COMMENCEMENT OF EMPLOYMENT:         Upon the closing of SSMK's purchase of all
                                    issued and outstanding shares of common
                                    stock of College Bound Student -
                                    Athletes, Inc.

TITLE:                              Chief Operating Officer - Profile Division
                                    of SSMK

RESPONSIBILITIES:                   Responsible for efficient profile
                                    fulfillment and profitability of the Profile
                                    Division. Also responsible for maximizing
                                    sales and marketing activities in
                                    coordination with SSMK with direct
                                    responsibility for meeting corporate
                                    sponsorship and athletic director contract
                                    revenue goals. Duties to be provided at
                                    Cedarburg, Wisconsin office during the
                                    initial 24 months of employment.

REPORTING RESPONSIBILITY:           CEO of SSMK

COMPENSATION:

      ANNUAL SALARY:                $90,000, subject to annual review.

      BENEFITS:                     Standard benefit package for Executive
                                    Management but not less than current benefit
                                    package; and automobile allowance of $1,100
                                    per month.
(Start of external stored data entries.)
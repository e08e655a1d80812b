//! slabscan-api library interface
//!
//! Exposes `AppState` and `build_router` so integration tests can drive the
//! real router without binding a socket.

pub mod api;
pub mod error;
pub mod services;

pub use crate::error::{ApiError, ApiResult};

use axum::http::HeaderValue;
use axum::Router;
use chrono::{DateTime, Utc};
use slabscan_common::config::AppConfig;
use std::sync::Arc;
use tower_http::cors::{Any, CorsLayer};

use crate::services::{CertLookupClient, MarketCompsClient, ScanAnalyzer, ScanStore};

/// Application state shared across handlers
#[derive(Clone)]
pub struct AppState {
    /// Resolved service configuration
    pub config: Arc<AppConfig>,
    /// In-memory scan record store
    pub store: Arc<ScanStore>,
    /// Per-scan orchestrator owning the provider clients
    pub analyzer: Arc<ScanAnalyzer>,
    /// Service startup timestamp for uptime tracking
    pub startup_time: DateTime<Utc>,
}

impl AppState {
    pub fn new(config: AppConfig) -> anyhow::Result<Self> {
        let resolver = services::vision::resolver_from_config(config.vision.clone())?;
        let cert_client = CertLookupClient::new()?;
        let comps_client = MarketCompsClient::new(config.marketplace.clone())?;

        Ok(Self {
            config: Arc::new(config),
            store: Arc::new(ScanStore::new()),
            analyzer: Arc::new(ScanAnalyzer::new(resolver, cert_client, comps_client)),
            startup_time: Utc::now(),
        })
    }
}

/// Build application router
pub fn build_router(state: AppState) -> Router {
    let cors = cors_layer(&state.config.allowed_origin);

    Router::new()
        .merge(api::scan_routes())
        .merge(api::health_routes())
        .layer(cors)
        .with_state(state)
}

/// CORS for the mobile client; permissive when the origin is `*`
fn cors_layer(allowed_origin: &str) -> CorsLayer {
    if allowed_origin == "*" {
        return CorsLayer::permissive();
    }
    match allowed_origin.parse::<HeaderValue>() {
        Ok(origin) => CorsLayer::new()
            .allow_origin(origin)
            .allow_methods(Any)
            .allow_headers(Any),
        Err(_) => {
            tracing::warn!(allowed_origin = %allowed_origin, "Invalid allowed origin, using permissive CORS");
            CorsLayer::permissive()
        }
    }
}
//! Domain types shared across slabscan services
//!
//! Wire-facing types serialize as camelCase to match the mobile client
//! contract. `ResolvedIdentity` is produced once per scan and then refined
//! in place by certificate corroboration; `Valuation` is immutable once
//! computed.

use chrono::{DateTime, Utc};
use serde::{Deserialize, Serialize};
use std::fmt;
use uuid::Uuid;

/// A best-effort card label, not a catalog key. No uniqueness constraint.
#[derive(Debug, Clone, PartialEq, Eq, Serialize, Deserialize)]
#[serde(rename_all = "camelCase")]
pub struct CardIdentity {
    /// Card name, e.g. "Charizard"
    pub name: String,
    /// Set name, e.g. "Base Set"; "Unknown Set" when unresolved
    pub set_name: String,
    /// Preferably "N/total" format, e.g. "4/102"
    pub card_number: String,
}

impl CardIdentity {
    pub fn new(
        name: impl Into<String>,
        set_name: impl Into<String>,
        card_number: impl Into<String>,
    ) -> Self {
        Self {
            name: name.into(),
            set_name: set_name.into(),
            card_number: card_number.into(),
        }
    }
}

/// Closed enumeration of supported grading authorities
#[derive(Debug, Clone, Copy, PartialEq, Eq, Hash, Serialize, Deserialize)]
pub enum GradingCompany {
    #[serde(rename = "PSA")]
    Psa,
    #[serde(rename = "BGS")]
    Bgs,
    #[serde(rename = "CGC")]
    Cgc,
}

impl GradingCompany {
    pub const ALL: [GradingCompany; 3] =
        [GradingCompany::Psa, GradingCompany::Bgs, GradingCompany::Cgc];

    pub fn as_str(&self) -> &'static str {
        match self {
            GradingCompany::Psa => "PSA",
            GradingCompany::Bgs => "BGS",
            GradingCompany::Cgc => "CGC",
        }
    }
}

impl fmt::Display for GradingCompany {
    fn fmt(&self, f: &mut fmt::Formatter<'_>) -> fmt::Result {
        f.write_str(self.as_str())
    }
}

/// Identity of a scanned slab as resolved by the vision pipeline,
/// optionally refined by certificate corroboration.
#[derive(Debug, Clone, PartialEq, Serialize, Deserialize)]
#[serde(rename_all = "camelCase")]
pub struct ResolvedIdentity {
    pub card: CardIdentity,
    pub grading_company: GradingCompany,
    /// 1.0-10.0 in half-point steps
    pub grade_numeric: f64,
    pub cert_number: Option<String>,
    /// 0.0-1.0; only ever increased by certificate corroboration
    pub confidence: f64,
    /// Up to 2 runner-up candidates, best first
    pub alternatives: Vec<CardIdentity>,
    #[serde(default)]
    pub raw_label_text: String,
}

/// Outcome of a certificate-registry lookup. Transient: only its
/// corroboration feeds into `ResolvedIdentity`, never persisted.
#[derive(Debug, Clone, Default, PartialEq, Serialize, Deserialize)]
#[serde(rename_all = "camelCase")]
pub struct CertLookupResult {
    pub matched: bool,
    pub card: Option<CardIdentity>,
    pub grading_company: Option<GradingCompany>,
    pub grade_numeric: Option<f64>,
    pub raw_label_text: Option<String>,
    /// Preserved even on failed lookups, for audit/debug
    pub source_url: Option<String>,
}

impl CertLookupResult {
    /// An unmatched result with no source URL (e.g. no cert number supplied)
    pub fn unmatched() -> Self {
        Self::default()
    }

    /// An unmatched result that still records where the lookup went
    pub fn unmatched_at(source_url: impl Into<String>) -> Self {
        Self {
            source_url: Some(source_url.into()),
            ..Self::default()
        }
    }
}

/// One observed completed marketplace transaction. Ephemeral: fetched per
/// valuation request, never cached across requests.
#[derive(Debug, Clone, PartialEq, Serialize, Deserialize)]
#[serde(rename_all = "camelCase")]
pub struct SoldComp {
    pub title: String,
    pub price: f64,
    pub sold_at: DateTime<Utc>,
}

/// Fair-value band derived from comps (or the heuristic fallback).
/// Invariant: `range_low <= fair_market_value <= range_high`.
#[derive(Debug, Clone, PartialEq, Eq, Serialize, Deserialize)]
#[serde(rename_all = "camelCase")]
pub struct Valuation {
    /// Always "USD"; no currency conversion
    pub currency: String,
    pub fair_market_value: i64,
    pub range_low: i64,
    pub range_high: i64,
    /// Number of comps the band was computed from; 0 for the heuristic
    pub sample_size: usize,
    /// Fixed reporting window, not a computed statistic
    pub window_days: u32,
}

/// Scan lifecycle: created as `Analyzed`, flipped to `Confirmed` by the
/// confirm operation. Never deleted by the core.
#[derive(Debug, Clone, Copy, PartialEq, Eq, Serialize, Deserialize)]
#[serde(rename_all = "lowercase")]
pub enum ScanStatus {
    Analyzed,
    Confirmed,
}

/// Persisted result of one analyze request
#[derive(Debug, Clone, PartialEq, Serialize, Deserialize)]
#[serde(rename_all = "camelCase")]
pub struct ScanRecord {
    pub scan_id: Uuid,
    pub identity: ResolvedIdentity,
    pub valuation: Valuation,
    pub needs_user_confirmation: bool,
    pub status: ScanStatus,
    pub created_at: DateTime<Utc>,
    pub updated_at: DateTime<Utc>,
}

#[cfg(test)]
mod tests {
    use super::*;

    #[test]
    fn grading_company_serializes_uppercase() {
        let json = serde_json::to_string(&GradingCompany::Bgs).unwrap();
        assert_eq!(json, "\"BGS\"");

        let parsed: GradingCompany = serde_json::from_str("\"CGC\"").unwrap();
        assert_eq!(parsed, GradingCompany::Cgc);
    }

    #[test]
    fn scan_status_serializes_lowercase() {
        assert_eq!(
            serde_json::to_string(&ScanStatus::Analyzed).unwrap(),
            "\"analyzed\""
        );
        assert_eq!(
            serde_json::to_string(&ScanStatus::Confirmed).unwrap(),
            "\"confirmed\""
        );
    }

    #[test]
    fn resolved_identity_uses_camel_case_wire_names() {
        let identity = ResolvedIdentity {
            card: CardIdentity::new("Charizard", "Base Set", "4/102"),
            grading_company: GradingCompany::Psa,
            grade_numeric: 10.0,
            cert_number: None,
            confidence: 0.9,
            alternatives: vec![],
            raw_label_text: String::new(),
        };

        let value = serde_json::to_value(&identity).unwrap();
        assert!(value.get("gradeNumeric").is_some());
        assert!(value.get("certNumber").is_some());
        assert_eq!(value["card"]["cardNumber"], "4/102");
    }
}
      INCENTIVE COMPENSATION:       After one (1) year, entitled to participate
                                    in SSMK executive management bonus and stock
                                    option plans.

<PAGE>

GOALS:                              The following goals are established for the
                                    initial 12-month period, but are subject to
                                    modification upon mutual written agreement
                                    of Employee and Chief Executive Officer of
                                    Company:

                                    1.    Achieve an average of 150 units at an
                                    average of $795 per unit in retail profile
                                    sales per month for one year after April 1,
                                    or until such time as the Media Program
                                    generates at least $50,000 in additional
                                    sales per month, whichever is the earlier to
                                    occur.

                                    2.    Obtain and collect fees from new
                                    corporate sponsorships at an average of
                                    $25,000 per month and a total amount of not
                                    less than $300,000 for the twelve month
                                    period commencing ninety days after the
                                    effective date of this Agreement.

                                    3.    Obtain 24 new college athletic
                                    director contracts during the initial 15
                                    month period, at an aggregate of $50,000.

                                    4.    Reduce the fulfillment cost per
                                    profile to $100 per unit during the 12
                                    months.

                                    5.    Achieve a minimum 90% satisfaction
                                    rate during the 12 month period, provided
                                    that an average of 150 units at an average
                                    of $795 per unit in retail profiles per
                                    month are sold during this period.